It was that way for the disciples. And so it is and will be for us also. The Holy Spirit is with us. The Holy Spirit will go with us, throughout our lives, to keep us in the Christian faith, to guard and guide us, to sanctify us and help us grow as Christians. The same Holy Spirit, whom Christ poured out on the church on the Day of Pentecost, was given to each one of us on the day of our baptism. That was our own personal Pentecost. The Holy Spirit will go with you, as your Helper, the rest of the way on your Christian journey.
And so He will enable us to be witnesses as well. Not just repeating hearsay but repeating the truth. He will give us the words of truth to speak.
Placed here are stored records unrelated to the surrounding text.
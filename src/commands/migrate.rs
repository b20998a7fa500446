//! Migrate command - Database migration management.

use crate::cli::args::{MigrateAction, MigrateArgs};
use crate::config::Config;
use crate::errors::{AppError, AppResult};
use crate::infra::Database;

/// Execute the migrate command
pub async fn execute(args: MigrateArgs, config: Config) -> AppResult<()> {
    tracing::info!("Running migration command...");

    // Connect without auto-running migrations for manual control
    let db = Database::connect_without_migrations(&config.database_options())
        .await
        .map_err(|e| AppError::internal(format!("Database connection failed: {}", e)))?;

    match args.action {
        MigrateAction::Up => {
            tracing::info!("Running pending migrations...");
            db.run_migrations().await?;
            tracing::info!("Migrations completed successfully");
        }
        MigrateAction::Down => {
            tracing::info!("Rolling back last migration...");
            db.rollback_migration().await?;
            tracing::info!("Rollback completed successfully");
        }
        MigrateAction::Status => {
            for (name, applied) in db.migration_status().await? {
                let status_str = if applied { "applied" } else { "pending" };
                println!("{}: {}", name, status_str);
            }
        }
        MigrateAction::Fresh => {
            tracing::warn!("Dropping users table and running all migrations...");
            db.fresh_migrations().await?;
            tracing::info!("Fresh migrations completed successfully");
        }
    }

    db.close().await?;
    Ok(())
}
//! Commands module - CLI command implementations.
//!
//! Each command is implemented in its own module for separation of concerns.

pub mod migrate;
pub mod serve;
It is not about us and our abilities. The Spirit does not do his work because we speak, but through our speaking. The Spirit, working through the truth of the Word, never fails to accomplish God’s will!
Maybe you are thinking, “If God empowered me with tornado sounds, a flame on my head, and the ability to speak fluent foreign languages, people would probably let me tell them about Jesus too, but I have got nothing like that.” No! You have everything! Those signs did nothing but signal the arrival of the powerful, transformational Holy Spirit who did all the converting, empowering, and emboldening. God fills you with the exact same Spirit, to equip and empower us for our purpose—to faithfully, and fearlessly proclaim the resurrected Christ to the unbelieving world. We simply “proclaim the wonders of God” and the Spirit does the rest! It is about the Spirit testifying to the truth through us.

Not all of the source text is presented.